CAIRO: As demand for protective gear to combat the coronavirus disease COVID-19 rises, Egypt is witnessing a concurrent rise in counterfeit face masks and surgical gloves being offered for sale.
Egyptian security officials are in pursuit of a number of people who are attempting to profit from the global crisis by selling fake protective clothing. Officials in Sharqeya governorate, south of Cairo, have announced that they uncovered an unlicensed two-story factory manufacturing medical kits.
Security officials found 1,500 bogus facemasks, 500 pieces of cloth unrelated to factory work and 10 sewing machines.
In Giza governorate, security officials raided a factory producing fake face masks following a tipoff. Police discovered 200,000 face masks of unknown origin and arrested the factory’s two unemployed owners.
Other raids in the Cairo resulted in the detention of a warehouse owner for the bottling of unlicensed sanitizers intended for sale at inflated prices. Police found 17 tons of ethyl alcohol and 2,500 empty bottles “ready to be filled” in the warehouse, all of which were undocumented and of unknown origin.
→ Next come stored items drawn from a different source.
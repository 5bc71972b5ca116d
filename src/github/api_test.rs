use super::{
    decode_base64_text, decode_content_payload, is_rate_limited, likely_blocked_by_route_naming,
    parse_listing,
};
use crate::tree::EntryKind;
use base64::{engine::general_purpose::STANDARD, Engine as _};
use serde_json::json;

#[test]
fn test_parse_listing_happy_path() {
    let json = json!([
        { "name": "src", "path": "src", "type": "dir" },
        { "name": "index.ts", "path": "src/index.ts", "type": "file", "size": 120 }
    ]);
    let entries = parse_listing(&json).unwrap();
    assert_eq!(entries.len(), 2);
    assert_eq!(entries[0].kind, EntryKind::Dir);
    assert_eq!(entries[1].path, "src/index.ts");
    assert_eq!(entries[1].size, Some(120));
}

#[test]
fn test_parse_listing_skips_symlinks_and_submodules() {
    let json = json!([
        { "name": "link", "path": "link", "type": "symlink" },
        { "name": "vendored", "path": "vendored", "type": "submodule" },
        { "name": "a.txt", "path": "a.txt", "type": "file" }
    ]);
    let entries = parse_listing(&json).unwrap();
    assert_eq!(entries.len(), 1);
    assert_eq!(entries[0].name, "a.txt");
}

#[test]
fn test_parse_listing_rejects_file_payload() {
    // Fetching a file path from the contents API returns an object, not an
    // array; the listing parser must not misread it.
    let json = json!({ "name": "a.txt", "path": "a.txt", "type": "file", "content": "aGk=" });
    assert!(parse_listing(&json).is_none());
}

#[test]
fn test_decode_content_payload_base64_roundtrip() {
    let original = "# Widgets\n\nA small library.\n";
    let encoded = STANDARD.encode(original);
    let json = json!({ "content": encoded, "encoding": "base64" });
    assert_eq!(decode_content_payload(&json).unwrap(), original);
}

#[test]
fn test_decode_base64_text_tolerates_newlines() {
    // GitHub splits base64 content into newline-separated chunks.
    let encoded = STANDARD.encode("hello world, this is chunked content");
    let chunked = format!("{}\n{}\n", &encoded[..10], &encoded[10..]);
    assert_eq!(
        decode_base64_text(&chunked).unwrap(),
        "hello world, this is chunked content"
    );
}

#[test]
fn test_decode_base64_text_rejects_garbage() {
    assert!(decode_base64_text("not base64 at all!!!").is_none());
}

#[test]
fn test_decode_content_payload_missing_content() {
    let json = json!({ "encoding": "base64" });
    assert!(decode_content_payload(&json).is_none());
}

#[test]
fn test_rate_limit_detection() {
    assert!(is_rate_limited(
        403,
        "{\"message\": \"API rate limit exceeded for 1.2.3.4\"}"
    ));
    assert!(is_rate_limited(429, "Rate Limit reached"));
    // 403 for other reasons is not a rate limit.
    assert!(!is_rate_limited(403, "{\"message\": \"Resource protected\"}"));
    // Rate-limit wording on a success is ignored.
    assert!(!is_rate_limited(200, "rate limit docs"));
}

#[test]
fn test_route_naming_heuristic() {
    assert!(likely_blocked_by_route_naming("src/app/[slug]/page.tsx"));
    assert!(likely_blocked_by_route_naming("src/app/(auth)/login/page.tsx"));
    assert!(!likely_blocked_by_route_naming("src/app/page.tsx"));
    // Brackets mid-segment are not route groups.
    assert!(!likely_blocked_by_route_naming("src/lib/array[0].ts"));
}
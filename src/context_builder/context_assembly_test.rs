use super::{acquire_snapshot, build_answer_context, build_docs_context, RepoSnapshot};
use crate::app_error::AppError;
use crate::github::ContentFetcher;
use crate::prompt::build_answer_prompt;
use crate::tree::FileEntry;
use serde_json::{json, Value};
use std::collections::HashMap;
use std::future::Future;
use std::pin::Pin;
use std::sync::Mutex;

#[derive(Default)]
struct MockFetcher {
    metadata: Option<Value>,
    readme: Option<String>,
    root_listing: Option<Vec<FileEntry>>,
    files: HashMap<String, String>,
    file_calls: Mutex<Vec<String>>,
    rate_limited: bool,
}

impl ContentFetcher for MockFetcher {
    fn fetch_repo_metadata<'a>(
        &'a self,
        _owner: &'a str,
        _repo: &'a str,
    ) -> Pin<Box<dyn Future<Output = Result<Option<Value>, AppError>> + Send + 'a>> {
        let result = if self.rate_limited {
            Err(AppError::RateLimited("API rate limit exceeded".to_string()))
        } else {
            Ok(self.metadata.clone())
        };
        Box::pin(async move { result })
    }

    fn fetch_listing<'a>(
        &'a self,
        _owner: &'a str,
        _repo: &'a str,
        path: Option<&'a str>,
    ) -> Pin<Box<dyn Future<Output = Result<Option<Vec<FileEntry>>, AppError>> + Send + 'a>> {
        let result = match path {
            None => self.root_listing.clone(),
            Some(_) => None,
        };
        Box::pin(async move { Ok(result) })
    }

    fn fetch_readme<'a>(
        &'a self,
        _owner: &'a str,
        _repo: &'a str,
    ) -> Pin<Box<dyn Future<Output = Result<Option<String>, AppError>> + Send + 'a>> {
        let result = self.readme.clone();
        Box::pin(async move { Ok(result) })
    }

    fn fetch_file<'a>(
        &'a self,
        _owner: &'a str,
        _repo: &'a str,
        path: &'a str,
    ) -> Pin<Box<dyn Future<Output = Result<Option<String>, AppError>> + Send + 'a>> {
        self.file_calls.lock().unwrap().push(path.to_string());
        let result = self.files.get(path).cloned();
        Box::pin(async move { Ok(result) })
    }
}

#[tokio::test]
async fn test_snapshot_carries_description_readme_and_entries() {
    let fetcher = MockFetcher {
        metadata: Some(json!({ "description": "a widget library" })),
        readme: Some("# Widgets".to_string()),
        root_listing: Some(vec![FileEntry::file("package.json")]),
        ..Default::default()
    };

    let snapshot = acquire_snapshot(&fetcher, "alice", "widgets").await.unwrap();
    assert_eq!(snapshot.description.as_deref(), Some("a widget library"));
    assert_eq!(snapshot.readme.as_deref(), Some("# Widgets"));
    assert_eq!(snapshot.entries.len(), 1);
}

#[tokio::test]
async fn test_snapshot_tolerates_everything_absent() {
    let fetcher = MockFetcher::default();
    let snapshot = acquire_snapshot(&fetcher, "alice", "widgets").await.unwrap();
    assert!(snapshot.description.is_none());
    assert!(snapshot.readme.is_none());
    assert!(snapshot.entries.is_empty());
}

#[tokio::test]
async fn test_rate_limit_propagates_from_acquisition() {
    let fetcher = MockFetcher {
        rate_limited: true,
        ..Default::default()
    };
    let result = acquire_snapshot(&fetcher, "alice", "widgets").await;
    assert!(matches!(result, Err(AppError::RateLimited(_))));
}

#[tokio::test]
async fn test_explicit_file_question_fetches_exactly_that_path() {
    let mut files = HashMap::new();
    files.insert(
        "src/index.ts".to_string(),
        "export const answer = 42;".to_string(),
    );
    let fetcher = MockFetcher {
        root_listing: Some(vec![
            FileEntry::file("package.json"),
            FileEntry::file("src/index.ts"),
            FileEntry::file("src/app/page.tsx"),
        ]),
        files,
        ..Default::default()
    };

    let snapshot = acquire_snapshot(&fetcher, "alice", "widgets").await.unwrap();
    let ctx = build_answer_context(
        &fetcher,
        "alice",
        "widgets",
        &snapshot,
        "Show me the code in src/index.ts",
    )
    .await
    .unwrap();

    assert_eq!(
        *fetcher.file_calls.lock().unwrap(),
        vec!["src/index.ts".to_string()]
    );

    let prompt = build_answer_prompt(&ctx, "Show me the code in src/index.ts");
    assert!(prompt.contains("```typescript\nexport const answer = 42;\n```"));
}

#[tokio::test]
async fn test_unfetchable_selected_file_is_skipped() {
    let fetcher = MockFetcher {
        root_listing: Some(vec![
            FileEntry::file("src/index.ts"),
            FileEntry::file("src/app/[slug]/page.tsx"),
        ]),
        // No file bodies registered at all.
        ..Default::default()
    };

    let snapshot = acquire_snapshot(&fetcher, "alice", "widgets").await.unwrap();
    let ctx = build_answer_context(
        &fetcher,
        "alice",
        "widgets",
        &snapshot,
        "Show me the code in src/index.ts",
    )
    .await
    .unwrap();

    assert!(ctx.files.is_empty());
    assert_eq!(ctx.owner, "alice");
}

#[tokio::test]
async fn test_listing_is_rendered_from_snapshot() {
    let fetcher = MockFetcher {
        root_listing: Some(vec![
            FileEntry::file("README.md"),
            FileEntry::file("src/index.ts"),
        ]),
        ..Default::default()
    };

    let snapshot = acquire_snapshot(&fetcher, "alice", "widgets").await.unwrap();
    let ctx = build_docs_context("alice", "widgets", &snapshot);
    let listing = ctx.listing.unwrap();
    assert!(listing.contains("src/"));
    assert!(listing.contains("  index.ts"));
    assert!(listing.contains("README.md"));
    assert!(ctx.files.is_empty());
}

#[tokio::test]
async fn test_empty_snapshot_has_no_listing() {
    let snapshot = RepoSnapshot::default();
    let ctx = build_docs_context("alice", "widgets", &snapshot);
    assert!(ctx.listing.is_none());
}
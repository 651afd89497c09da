// SPDX-FileCopyrightText: 2026 Appdock Contributors
// SPDX-License-Identifier: MIT OR Apache-2.0

//! Configuration model structs for the Appdock catalog adapter.
//!
//! All structs use `#[serde(deny_unknown_fields)]` to reject unrecognized
//! config keys at startup.

use serde::{Deserialize, Serialize};

/// Top-level Appdock configuration.
///
/// Loaded from TOML files following the XDG hierarchy, with environment
/// variable overrides. All sections are optional and default to sensible
/// values.
#[derive(Debug, Clone, Default, Deserialize, Serialize)]
#[serde(deny_unknown_fields)]
pub struct AppdockConfig {
    /// Composio catalog API settings.
    #[serde(default)]
    pub composio: ComposioConfig,
}

/// Composio catalog API configuration.
#[derive(Debug, Clone, Deserialize, Serialize)]
#[serde(deny_unknown_fields)]
pub struct ComposioConfig {
    /// API key for authenticated catalog access. Falls back to the
    /// `COMPOSIO_API_KEY` environment variable when unset.
    #[serde(default)]
    pub api_key: Option<String>,

    /// Override for the catalog base URL. Defaults to the public endpoint.
    #[serde(default)]
    pub base_url: Option<String>,

    /// Per-request timeout in seconds.
    #[serde(default = "default_timeout_secs")]
    pub timeout_secs: u64,
}

impl Default for ComposioConfig {
    fn default() -> Self {
        Self {
            api_key: None,
            base_url: None,
            timeout_secs: default_timeout_secs(),
        }
    }
}

fn default_timeout_secs() -> u64 {
    30
}
// SPDX-FileCopyrightText: 2026 Appdock Contributors
// SPDX-License-Identifier: MIT OR Apache-2.0

//! Error types for the Appdock catalog adapter.

use thiserror::Error;

/// The primary error type used across the Appdock catalog trait and operations.
#[derive(Debug, Error)]
pub enum AppdockError {
    /// Configuration errors (invalid TOML, bad header values, type mismatches).
    #[error("configuration error: {0}")]
    Config(String),

    /// Catalog API errors (network failure, non-success status).
    #[error("catalog error: {message}")]
    Catalog {
        message: String,
        source: Option<Box<dyn std::error::Error + Send + Sync>>,
    },

    /// Malformed or unparseable upstream response.
    #[error("decode error: {message}")]
    Decode {
        message: String,
        source: Option<Box<dyn std::error::Error + Send + Sync>>,
    },

    /// Internal or unexpected errors.
    #[error("internal error: {0}")]
    Internal(String),
}
// SPDX-FileCopyrightText: 2026 Appdock Contributors
// SPDX-License-Identifier: MIT OR Apache-2.0

//! Catalog adapter trait for toolkit/integration catalog backends.

use async_trait::async_trait;

use crate::error::AppdockError;
use crate::types::{
    Category, ListQuery, SearchQuery, ToolkitDetail, ToolkitPage, ToolkitSummary,
};

/// Adapter for a toolkit catalog backend.
///
/// Implementations normalize the backend's response shapes into the record
/// types in [`crate::types`]. Two error policies apply: listing and lookup
/// operations are load-bearing and propagate failures, while icon and detail
/// enrichment collapse failures to `None` so a missing logo or auth detail
/// never fails the surrounding request.
#[async_trait]
pub trait CatalogAdapter: Send + Sync {
    /// Returns the fixed category set. Makes no network call.
    async fn list_categories(&self) -> Result<Vec<Category>, AppdockError>;

    /// Lists toolkits that support provider-managed OAUTH2.
    async fn list_toolkits(&self, query: ListQuery) -> Result<ToolkitPage, AppdockError>;

    /// Looks up one toolkit summary by slug, or `None` if absent.
    async fn toolkit_by_slug(&self, slug: &str)
        -> Result<Option<ToolkitSummary>, AppdockError>;

    /// Case-insensitive substring search over name, description, and tags.
    async fn search_toolkits(
        &self,
        query: &str,
        opts: SearchQuery,
    ) -> Result<ToolkitPage, AppdockError>;

    /// Fetches a toolkit's logo URL. Failures collapse to `None`.
    async fn toolkit_icon(&self, slug: &str) -> Option<String>;

    /// Fetches the full toolkit record with auth config details.
    /// Failures collapse to `None`.
    async fn toolkit_detail(&self, slug: &str) -> Option<ToolkitDetail>;
}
Elsewhere, five people were detained for renting a workshop in a neighborhood affiliated to Al-Maasara police station in Cairo. They were using the workshop to manufacture unlicensed medical face masks using materials of unknown origin and an unregistered logo to sell them.
Police reportedly discovered 45 meters of cloth for making face masks, 1,500 face masks that had been made in the workshop, “huge numbers” of illegally obtained face masks, and six sewing machines.
The Investigation Unit at the 6 of October police station in Cairo has detained the owner of a medical supply office, the owner of a laundry shop, and a tailor at the same shop for manufacturing medical face masks using cheap materials of unknown origin which do not conform to international standards. The detainees were reportedly packaging the face masks in fake sanitized packages to fool customers.
Parliamentarian Tarek Metwally, a member of the Industry Committee in the House, submitted a request for an examination of such items, saying that face masks and sanitizers of unknown origin have been found in market places. These products have not been manufactured in accordance with proper health standards and had been selling on a large scale, feeding on the public’s fear of COVID-19 and desire to find ways to protect themselves.
Metwally claimed that counterfeit face masks that do not conform to the required standards and could actually transmit the virus. He also suggested that sanitizers made in unlicensed factories are dangerous “because no one knows what they are made of” and that they “might cause skin cancer.”
The cost of face masks has skyrocketed in Egypt, particularly since some private schools — although they are currently shut — had informed parents that they should buy face masks on a daily basis.
Hatem El-Badawy, a member of the Pharmacies Owners Division at the Chambers of Commerce Union, called on authorities to monitor face mask manufacturers to guarantee high-quality products for consumers.
He told Arab News that black-market face masks harm consumers rather than protect them.
By Friday evening, Egypt had reported 495 infections, including 24 deaths, since COVID-19 first appeared in the country in mid-February.